For many people, the primary purpose of creating an estate plan is to ensure that the assets they spent a lifetime acquiring are passed down to their children when they are gone. If this applies to you, it is imperative that you recognize the need to protect those assets throughout the course of your lifetime so they remain a part of your estate at the time of your death. To help you, the asset protection attorneys at Hedeker Law Ltd. explain how to protect your children’s inheritance now so it can be passed down later.
Estate Planning Goals
Although every estate plan is as unique as the individual who creates the plan, there are some fairly common estate planning goals. Chief among those is the desire to create a roadmap to be used to pass down estate assets to the beneficiaries of your choosing. Without an estate plan in place, the Illinois intestate succession laws will dictate what happens to your assets following your death. Like most people, you probably don’t like the idea of the state deciding who will benefit from your hard work and wise investments. If you plan to pass down the majority of your assets to your children, the desire to provide for them and make their lives a little easier is also likely a strong incentive for creating an estate plan. The success of the estate plan you create, however, will depend on many factors. One of those is how well you protect your estate assets while you are still alive. The most well thought out and thorough estate plan imaginable won’t help you achieve your goals if there are no assets left with which to fund the plan.

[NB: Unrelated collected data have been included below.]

//! Info command implementation.

use omniclip_core::{Config, OmniclipService};

/// Display device information.
pub async fn show_info(device_name: String) -> anyhow::Result<()> {
    let service = OmniclipService::new(device_name, Config::default()).await?;

    println!("\n\x1b[1mOmniclip Device Info\x1b[0m");
    println!("═══════════════════════════════════════");
    println!("\x1b[1mName:\x1b[0m        {}", service.device_name());
    println!("\x1b[1mID:\x1b[0m          {}", service.device_id());
    println!("\x1b[1mFingerprint:\x1b[0m {}", service.fingerprint());

    println!("\n\x1b[1mLocal IPs:\x1b[0m");
    for ip in omniclip_core::discovery::get_local_ips() {
        println!("  • {}", ip);
    }
    println!();

    Ok(())
}
//! External collaborators the core only defines interfaces for: blob
//! storage, user-facing notifications, and scratch files (`spec.md` §1/§9
//! "inject a BlobStore, a NotificationSink, and a TempFileManager through
//! constructors"). Concrete adapters (OS notification center, a real temp
//! directory, a blob-to-disk writer) live outside this crate.

use std::path::{Path, PathBuf};

use crate::error::Result;

/// Durable storage for large inline blobs (images, files) evicted from a
/// persisted `ClipboardEntry`, addressed afterward via `local_path`
/// (`spec.md` §3/§4.4).
pub trait BlobStore: Send + Sync {
    fn store(&self, bytes: &[u8], suggested_name: &str) -> Result<PathBuf>;
    fn load(&self, path: &Path) -> Result<Vec<u8>>;
    fn remove(&self, path: &Path) -> Result<()>;
}

/// Surfaces user-facing events (new remote clipboard item, pairing request)
/// without coupling the core to a particular UI shell (`spec.md` §9).
pub trait NotificationSink: Send + Sync {
    fn notify(&self, title: &str, body: &str);
}

/// Scratch space for file transfers in flight, distinct from `BlobStore`'s
/// durable storage (`spec.md` §9).
pub trait TempFileManager: Send + Sync {
    fn create_temp_file(&self, suggested_name: &str) -> Result<PathBuf>;
    fn cleanup(&self, path: &Path) -> Result<()>;
}

#[cfg(test)]
mod tests {
    use super::*;
    use std::sync::Mutex;

    struct DiskBlobStore {
        dir: PathBuf,
    }

    impl BlobStore for DiskBlobStore {
        fn store(&self, bytes: &[u8], suggested_name: &str) -> Result<PathBuf> {
            let path = self.dir.join(suggested_name);
            std::fs::write(&path, bytes)?;
            Ok(path)
        }

        fn load(&self, path: &Path) -> Result<Vec<u8>> {
            Ok(std::fs::read(path)?)
        }

        fn remove(&self, path: &Path) -> Result<()> {
            std::fs::remove_file(path)?;
            Ok(())
        }
    }

    struct RecordingSink {
        seen: Mutex<Vec<String>>,
    }

    impl NotificationSink for RecordingSink {
        fn notify(&self, title: &str, _body: &str) {
            self.seen.lock().unwrap().push(title.to_string());
        }
    }

    #[test]
    fn blob_store_round_trips_through_disk() {
        let dir = tempfile::tempdir().unwrap();
        let store = DiskBlobStore { dir: dir.path().to_path_buf() };
        let path = store.store(b"hello", "greeting.bin").unwrap();
        assert_eq!(store.load(&path).unwrap(), b"hello");
        store.remove(&path).unwrap();
        assert!(store.load(&path).is_err());
    }

    #[test]
    fn notification_sink_records_titles() {
        let sink = RecordingSink { seen: Mutex::new(Vec::new()) };
        sink.notify("New clipboard item", "from Phone");
        assert_eq!(sink.seen.lock().unwrap().as_slice(), ["New clipboard item"]);
    }
}
impl SyncOrchestrator {
    pub fn new(
        engine: Arc<SyncEngine>,
        history: Arc<HistoryStore>,
        registry: Arc<PairedDeviceRegistry>,
        keystore: Arc<KeyStore>,
        clipboard: ClipboardManager,
        local_device_id: DeviceId,
    ) -> Self {
        Self::with_ports(engine, history, registry, keystore, clipboard, local_device_id, None, None)
    }

    /// Like [`Self::new`], additionally injecting the external collaborators
    /// that externalize large blobs to disk and surface arrival
    /// notifications (`spec.md` §9: "inject a `BlobStore`... and a
    /// `NotificationSink` through constructors").
    #[allow(clippy::too_many_arguments)]
    pub fn with_ports(
        engine: Arc<SyncEngine>,
        history: Arc<HistoryStore>,
        registry: Arc<PairedDeviceRegistry>,
        keystore: Arc<KeyStore>,
        clipboard: ClipboardManager,
        local_device_id: DeviceId,
        blob_store: Option<Arc<dyn BlobStore>>,
        notifications: Option<Arc<dyn NotificationSink>>,
    ) -> Self {
        Self {
            engine,
            history,
            registry,
            keystore,
            clipboard: Mutex::new(clipboard),
            queues: RwLock::new(HashMap::new()),
            local_device_id,
            blob_store,
            notifications,
        }
    }

    /// Writes inline image/file bytes out to the injected `BlobStore` and
    /// records the resulting path as `local_path`, leaving the in-memory
    /// bytes untouched for immediate use (history persistence strips them
    /// separately). No-op when no `BlobStore` was injected, or the content
    /// already carries a `local_path`.
    fn externalize_blob(&self, content: ClipboardContent) -> ClipboardContent {
        let Some(store) = &self.blob_store else {
            return content;
        };
        match content {
            ClipboardContent::Image {
                pixel_width,
                pixel_height,
                byte_size,
                format,
                alt_text,
                bytes,
                thumbnail,
                local_path: None,
            } if !bytes.is_empty() => {
                let name = format!("{}.img", Uuid::new_v4());
                let local_path = match store.store(&bytes, &name) {
                    Ok(path) => Some(path.display().to_string()),
                    Err(e) => {
                        tracing::warn!("failed to externalize image blob: {e}");
                        None
                    }
                };
                ClipboardContent::Image { pixel_width, pixel_height, byte_size, format, alt_text, bytes, thumbnail, local_path }
            }
            ClipboardContent::File {
                name,
                byte_size,
                uti_or_mime,
                source_url,
                inline_bytes: Some(bytes),
                local_path: None,
            } => {
                let local_path = match store.store(&bytes, &name) {
                    Ok(path) => Some(path.display().to_string()),
                    Err(e) => {
                        tracing::warn!("failed to externalize file blob: {e}");
                        None
                    }
                };
                ClipboardContent::File { name, byte_size, uti_or_mime, source_url, inline_bytes: Some(bytes), local_path }
            }
            other => other,
        }
    }

    /// A locally captured clipboard change: insert into history, then fan
    /// out to every paired device we hold a key for (`spec.md` §4.14).
    pub async fn capture_local(&self, content: ClipboardContent, platform: crate::protocol::envelope::DevicePlatform, device_name: String) -> Result<()> {
        let content = self.externalize_blob(content);
        let entry = ClipboardEntry {
            id: Uuid::new_v4(),
            timestamp: chrono::Utc::now(),
            device_id: self.local_device_id.clone(),
            origin_platform: Some(platform),
            origin_device_name: Some(device_name),
            content,
            is_pinned: false,
            is_encrypted: true,
            transport_origin: None,
        };

        debug_assert!(entry.is_local());
        self.history.insert(entry.clone()).await?;

        let peers = self.registry.all().await;
        let mut queues = self.queues.write().await;
        for peer in peers {
            if !self.keystore.has(peer.id.as_str()).await {
                continue;
            }
            queues.entry(peer.id.clone()).or_default().push_back(QueuedMessage {
                entry: entry.clone(),
                target: peer.id,
                queued_at: Instant::now(),
            });
        }
        Ok(())
    }

    /// Drain every per-peer queue once, dropping anything older than
    /// `ORCHESTRATOR_MESSAGE_EXPIRY_SECS` and re-queuing send failures for
    /// the next wake (`spec.md` §4.14: "wakes on `Connected*`... processes
    /// each message exactly once per pass").
    pub async fn process_queues(&self, transport: &DualTransport) {
        let expiry = Duration::from_secs(ORCHESTRATOR_MESSAGE_EXPIRY_SECS);
        let pending: Vec<(DeviceId, VecDeque<QueuedMessage>)> = {
            let mut queues = self.queues.write().await;
            queues.drain().collect()
        };

        for (peer, mut messages) in pending {
            let mut retry = VecDeque::new();
            while let Some(message) = messages.pop_front() {
                if message.queued_at.elapsed() > expiry {
                    tracing::debug!(peer = %peer, "dropping expired queued message");
                    continue;
                }
                match transport.send(&message.entry, message.target.clone()).await {
                    Ok(TransportPath::Lan) | Ok(TransportPath::Cloud) => {}
                    Err(e) => {
                        tracing::debug!(peer = %peer, error = %e, "send failed, retrying next wake");
                        retry.push_back(message);
                    }
                }
            }
            if !retry.is_empty() {
                self.queues.write().await.entry(peer).or_default().extend(retry);
            }
        }
    }

    /// Handle a decrypted frame received over either transport
    /// (`spec.md` §4.14 incoming path): verify target, decrypt, insert into
    /// history with `transport_origin` set, forward to the pasteboard while
    /// suppressing the echo, and refresh the sender's `last_seen`.
    pub async fn handle_incoming(&self, envelope: &SyncEnvelope, origin: TransportOrigin) -> Result<()> {
        if !envelope.targets(&self.local_device_id) {
            tracing::debug!("dropping envelope not addressed to us");
            return Ok(());
        }

        let payload = self.engine.decode(envelope).await?;
        let content = self.externalize_blob(parse_payload(&payload)?);

        let entry = ClipboardEntry {
            id: envelope.id,
            timestamp: envelope.timestamp,
            device_id: envelope.payload.device_id.clone(),
            origin_platform: envelope.payload.device_platform,
            origin_device_name: envelope.payload.device_name.clone(),
            content: content.clone(),
            is_pinned: false,
            is_encrypted: !envelope.payload.encryption.is_plaintext(),
            transport_origin: Some(origin),
        };

        debug_assert!(!entry.is_local());
        self.history.insert(entry).await?;

        self.clipboard.lock().await.write(&content)?;
        self.clipboard.lock().await.suppress_echo(content);

        if let Some(sink) = &self.notifications {
            let from = envelope
                .payload
                .device_name
                .clone()
                .unwrap_or_else(|| envelope.payload.device_id.as_str().to_string());
            sink.notify("Clipboard synced", &format!("New item from {from}"));
        }

        if let Some(mut device) = self.registry.get(&envelope.payload.device_id).await {
            device.last_seen = chrono::Utc::now();
            self.registry.upsert(device).await?;
        }

        Ok(())
    }
}

/// Wakes the queue processor on relevant transport events
/// (`spec.md` §4.14: "a `Connected*` event wakes the queue processor").
pub async fn run_wake_loop(
    orchestrator: Arc<SyncOrchestrator>,
    transport: Arc<DualTransport>,
    mut wake_rx: mpsc::Receiver<()>,
) {
    while wake_rx.recv().await.is_some() {
        orchestrator.process_queues(&transport).await;
    }
}
//! TLS certificate pinning for the cloud transport (`spec.md` §4.7 `pin_mismatch`).

use std::sync::Arc;

use rustls::client::danger::{HandshakeSignatureValid, ServerCertVerified, ServerCertVerifier};
use rustls::crypto::{verify_tls12_signature, verify_tls13_signature, WebPkiSupportedAlgorithms};
use rustls::pki_types::{CertificateDer, ServerName, UnixTime};
use rustls::{DigitallySignedStruct, Error as TlsError, SignatureScheme};
use sha2::{Digest, Sha256};

/// Verifies the leaf certificate's SHA-256 fingerprint matches a configured
/// value instead of walking a CA chain. Used when dialing the cloud relay
/// with a known-good pinned certificate (`spec.md` §4.7).
#[derive(Debug)]
pub struct PinnedCertVerifier {
    expected_sha256: [u8; 32],
    supported_algs: WebPkiSupportedAlgorithms,
}

impl PinnedCertVerifier {
    pub fn new(expected_sha256: [u8; 32]) -> Arc<Self> {
        Arc::new(Self {
            expected_sha256,
            supported_algs: rustls::crypto::ring::default_provider().signature_verification_algorithms,
        })
    }
}

impl ServerCertVerifier for PinnedCertVerifier {
    fn verify_server_cert(
        &self,
        end_entity: &CertificateDer<'_>,
        _intermediates: &[CertificateDer<'_>],
        _server_name: &ServerName<'_>,
        _ocsp_response: &[u8],
        _now: UnixTime,
    ) -> Result<ServerCertVerified, TlsError> {
        let mut hasher = Sha256::new();
        hasher.update(end_entity.as_ref());
        let digest: [u8; 32] = hasher.finalize().into();

        if digest == self.expected_sha256 {
            Ok(ServerCertVerified::assertion())
        } else {
            Err(TlsError::General("certificate fingerprint mismatch".to_string()))
        }
    }

    fn verify_tls12_signature(
        &self,
        message: &[u8],
        cert: &CertificateDer<'_>,
        dss: &DigitallySignedStruct,
    ) -> Result<HandshakeSignatureValid, TlsError> {
        verify_tls12_signature(message, cert, dss, &self.supported_algs)
    }

    fn verify_tls13_signature(
        &self,
        message: &[u8],
        cert: &CertificateDer<'_>,
        dss: &DigitallySignedStruct,
    ) -> Result<HandshakeSignatureValid, TlsError> {
        verify_tls13_signature(message, cert, dss, &self.supported_algs)
    }

    fn supported_verify_schemes(&self) -> Vec<SignatureScheme> {
        self.supported_algs.supported_schemes()
    }
}

#[cfg(test)]
mod tests {
    use super::*;

    #[test]
    fn mismatched_fingerprint_rejected() {
        let verifier = PinnedCertVerifier::new([0u8; 32]);
        let fake_cert = CertificateDer::from(vec![1, 2, 3, 4]);
        let result = verifier.verify_server_cert(
            &fake_cert,
            &[],
            &ServerName::try_from("example.com").unwrap(),
            &[],
            UnixTime::now(),
        );
        assert!(result.is_err());
    }
}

Common Threats to Your Children’s Inheritance
Over the course of your lifetime you likely face a number of financial struggles if not downright poverty at some point in time. You probably never stopped to think about it, but the financial obstacles or hurdles you face during your lifetime also create a threat to your children’s inheritance. If you are forced to file for bankruptcy protection, for example, assets that might have been passed down to your children. By the same token, if you lose assets to a spouse in a divorce, those assets will also be lost to your children. The threats to your children’s inheritance are everywhere and it is up to you to see that they do not diminish the inheritance you leave behind for your children.

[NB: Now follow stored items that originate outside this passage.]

//! LAN WebSocket Server (C9) — accepts inbound connections from paired
//! devices on the local network, speaking a hand-rolled RFC 6455 subset
//! (`spec.md` §4.9/§6).
//!
//! Grounded on the accept-loop / spawn-per-connection shape of the teacher's
//! raw-TCP sync server, generalized to a WebSocket byte stream and the
//! `SyncEnvelope` wire format instead of the teacher's length-prefixed
//! `Message` enum.

pub mod frame;
pub mod handshake;

use std::collections::HashMap;
use std::net::SocketAddr;
use std::sync::Arc;

use tokio::net::{TcpListener, TcpStream};
use tokio::sync::{mpsc, RwLock};

use crate::error::{Error, Result};
use crate::protocol::constants::MAX_MESSAGE_SIZE;
use crate::protocol::envelope::{DeviceId, DevicePlatform, SyncEnvelope};
use crate::protocol::pairing::{PairingAck, PairingChallenge};
use crate::sync::framing;
use frame::{read_frame, write_frame, Opcode};

#[derive(Debug)]
pub enum ServerEvent {
    Connected {
        /// Populated from `X-Device-Id` when present; otherwise learned
        /// from the first pairing message (`spec.md` §4.9).
        device_id: Option<DeviceId>,
        device_platform: Option<DevicePlatform>,
        addr: SocketAddr,
    },
    Disconnected {
        device_id: Option<DeviceId>,
    },
    EnvelopeReceived(SyncEnvelope),
    /// A pairing challenge arrived on this connection; the receiver answers
    /// against the active `PairingSession` and replies via `reply`.
    PairingChallenge {
        challenge: PairingChallenge,
        reply: tokio::sync::oneshot::Sender<Result<PairingAck>>,
    },
    /// A pairing ack arrived on this connection (initiator side).
    PairingAck(PairingAck),
}

/// Classification of an inbound application frame (`spec.md` §4.9): a
/// pairing challenge/ack is routed to the active `PairingSession` rather
/// than attempted as a clipboard envelope.
enum FrameKind {
    Clipboard(SyncEnvelope),
    PairingChallenge(PairingChallenge),
    PairingAck(PairingAck),
    Unknown,
}

fn classify_frame(body: &[u8]) -> FrameKind {
    let Ok(value) = serde_json::from_slice::<serde_json::Value>(body) else {
        return FrameKind::Unknown;
    };

    if value.get("initiator_device_id").is_some() && value.get("initiator_pub_key").is_some() {
        return match serde_json::from_value(value) {
            Ok(challenge) => FrameKind::PairingChallenge(challenge),
            Err(_) => FrameKind::Unknown,
        };
    }

    if value.get("challenge_id").is_some() && value.get("mac_device_id").is_some() {
        return match serde_json::from_value(value) {
            Ok(ack) => FrameKind::PairingAck(ack),
            Err(_) => FrameKind::Unknown,
        };
    }

    match framing::decode_body(body) {
        Ok(envelope) => FrameKind::Clipboard(envelope),
        Err(_) => FrameKind::Unknown,
    }
}

/// Per-connection outbound sink, keyed by the peer's device id, so other
/// components (the orchestrator, control-query replies) can push frames to
/// an already-connected peer without going through `WsTransport`.
type Outbound = Arc<RwLock<HashMap<DeviceId, mpsc::Sender<Vec<u8>>>>>;

pub struct LanServer {
    listener: TcpListener,
    port: u16,
    local_device_id: DeviceId,
    outbound: Outbound,
}

impl LanServer {
    pub async fn bind(port: u16, local_device_id: DeviceId) -> Result<Self> {
        let addr: SocketAddr = ([0, 0, 0, 0], port).into();
        let listener = TcpListener::bind(addr)
            .await
            .map_err(|e| Error::Network(format!("failed to bind: {e}")))?;
        let actual_port = listener
            .local_addr()
            .map_err(|e| Error::Network(e.to_string()))?
            .port();

        tracing::info!(port = actual_port, "LAN server listening");

        Ok(Self {
            listener,
            port: actual_port,
            local_device_id,
            outbound: Arc::new(RwLock::new(HashMap::new())),
        })
    }

    pub fn port(&self) -> u16 {
        self.port
    }

    /// Send an envelope to a connected peer, if one is live. Used to push
    /// clipboard updates and control-query replies over an inbound
    /// connection rather than dialing back out.
    pub async fn send_to(&self, device_id: &DeviceId, envelope: &SyncEnvelope) -> Result<()> {
        let frame = framing::encode_body(envelope)?;
        let sender = self
            .outbound
            .read()
            .await
            .get(device_id)
            .cloned()
            .ok_or_else(|| Error::DeviceNotConnected(device_id.to_string()))?;
        sender
            .send(frame)
            .await
            .map_err(|_| Error::DeviceNotConnected(device_id.to_string()))
    }

    pub async fn connected_peers(&self) -> Vec<DeviceId> {
        self.outbound.read().await.keys().cloned().collect()
    }

    /// Run the accept loop, spawning one task per connection. Returns a
    /// handle that can be aborted and a receiver for server-wide events.
    pub fn serve(self) -> (ServerHandle, mpsc::Receiver<ServerEvent>) {
        let (events_tx, events_rx) = mpsc::channel(128);
        let outbound = self.outbound.clone();
        let local_device_id = self.local_device_id.clone();

        let task = tokio::spawn(async move {
            loop {
                match self.listener.accept().await {
                    Ok((stream, addr)) => {
                        let events_tx = events_tx.clone();
                        let outbound = outbound.clone();
                        let local_device_id = local_device_id.clone();
                        tokio::spawn(async move {
                            if let Err(e) =
                                handle_connection(stream, addr, events_tx.clone(), outbound, local_device_id).await
                            {
                                tracing::debug!(%addr, error = %e, "LAN connection ended");
                            }
                        });
                    }
                    Err(e) => tracing::error!("accept error: {e}"),
                }
            }
        });

        (ServerHandle { task }, events_rx)
    }
}

pub struct ServerHandle {
    task: tokio::task::JoinHandle<()>,
}

impl ServerHandle {
    pub fn abort(self) {
        self.task.abort();
    }
}

async fn handle_connection(
    mut stream: TcpStream,
    addr: SocketAddr,
    events_tx: mpsc::Sender<ServerEvent>,
    outbound: Outbound,
    local_device_id: DeviceId,
) -> Result<()> {
    let request = handshake::accept(&mut stream).await?;
    let device_id = request.device_id;
    tracing::info!(%addr, device_id = ?device_id, "LAN peer connected");

    let (out_tx, mut out_rx) = mpsc::channel::<Vec<u8>>(QUEUE_DEPTH);
    // Only devices whose id is known at handshake time can be addressed via
    // `send_to`; a pairing-only connection registers nothing here and is
    // instead answered directly over `stream` inside `drive`.
    if let Some(device_id) = &device_id {
        outbound.write().await.insert(device_id.clone(), out_tx);
    }

    let _ = events_tx
        .send(ServerEvent::Connected {
            device_id: device_id.clone(),
            device_platform: request.device_platform,
            addr,
        })
        .await;

    let result = drive(&mut stream, &mut out_rx, &events_tx, &local_device_id).await;

    if let Some(device_id) = &device_id {
        outbound.write().await.remove(device_id);
    }
    let _ = events_tx
        .send(ServerEvent::Disconnected {
            device_id: device_id.clone(),
        })
        .await;

    result
}

const QUEUE_DEPTH: usize = 32;

async fn drive(
    stream: &mut TcpStream,
    out_rx: &mut mpsc::Receiver<Vec<u8>>,
    events_tx: &mpsc::Sender<ServerEvent>,
    local_device_id: &DeviceId,
) -> Result<()> {
    loop {
        tokio::select! {
            frame = read_frame(stream, MAX_MESSAGE_SIZE) => {
                let frame = frame?;
                match frame.opcode {
                    Opcode::Binary | Opcode::Text => {
                        match classify_frame(&frame.payload) {
                            FrameKind::Clipboard(envelope) if envelope.targets(local_device_id) => {
                                if events_tx.send(ServerEvent::EnvelopeReceived(envelope)).await.is_err() {
                                    return Ok(());
                                }
                            }
                            FrameKind::Clipboard(_) => tracing::debug!("dropping envelope not addressed to us"),
                            FrameKind::PairingChallenge(challenge) => {
                                let (reply_tx, reply_rx) = tokio::sync::oneshot::channel();
                                if events_tx
                                    .send(ServerEvent::PairingChallenge { challenge, reply: reply_tx })
                                    .await
                                    .is_err()
                                {
                                    return Ok(());
                                }
                                match reply_rx.await {
                                    Ok(Ok(ack)) => {
                                        let json = serde_json::to_vec(&ack)
                                            .map_err(|e| Error::BadJson(e.to_string()))?;
                                        write_frame(stream, Opcode::Binary, &json).await?;
                                    }
                                    Ok(Err(e)) => tracing::warn!("pairing challenge rejected: {e}"),
                                    Err(_) => tracing::warn!("pairing challenge handler dropped the reply channel"),
                                }
                            }
                            FrameKind::PairingAck(ack) => {
                                if events_tx.send(ServerEvent::PairingAck(ack)).await.is_err() {
                                    return Ok(());
                                }
                            }
                            FrameKind::Unknown => tracing::warn!("dropping unrecognized frame"),
                        }
                    }
                    Opcode::Ping => write_frame(stream, Opcode::Pong, &frame.payload).await?,
                    Opcode::Pong => {}
                    Opcode::Close => return Ok(()),
                }
            }
            outgoing = out_rx.recv() => {
                match outgoing {
                    Some(bytes) => write_frame(stream, Opcode::Binary, &bytes).await?,
                    None => return Ok(()),
                }
            }
        }
    }
}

Asset Protection Strategies and Tools
Realizing the need to protect your estate assets is half of the battle when it comes to preserving them for your children. There are also some common asset protection strategies and tools you may also choose to make use of, including:
- Irrevocable trust – assets transferred into an irrevocable trust are legally removed from your estate and become trust property. This means they are outside the reach of creditors and other threats to your assets.

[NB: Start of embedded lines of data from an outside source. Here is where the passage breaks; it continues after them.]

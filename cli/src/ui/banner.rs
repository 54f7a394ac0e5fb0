//! Banner and header printing.

/// Print the application banner.
pub fn print_banner() {
    println!("\n\x1b[1;36m╔══════════════════════════════════════╗\x1b[0m");
    println!("\x1b[1;36m║\x1b[0m         \x1b[1mOmniclip\x1b[0m                     \x1b[1;36m║\x1b[0m");
    println!("\x1b[1;36m║\x1b[0m    Cross-platform clipboard sync     \x1b[1;36m║\x1b[0m");
    println!("\x1b[1;36m╚══════════════════════════════════════╝\x1b[0m\n");
}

- Business succession planning – if you own a business, incorporating business succession planning into your estate plan ensures that your children (or other designated beneficiaries) will receive the fair market value of the business if something happens to you or that the business will successfully make the transition to the next generation.
- Pre-nuptial agreement – if you divorce and re-marry, a pre-nuptial agreement can protect the assets you wish to pass down to your children in the event of a divorce.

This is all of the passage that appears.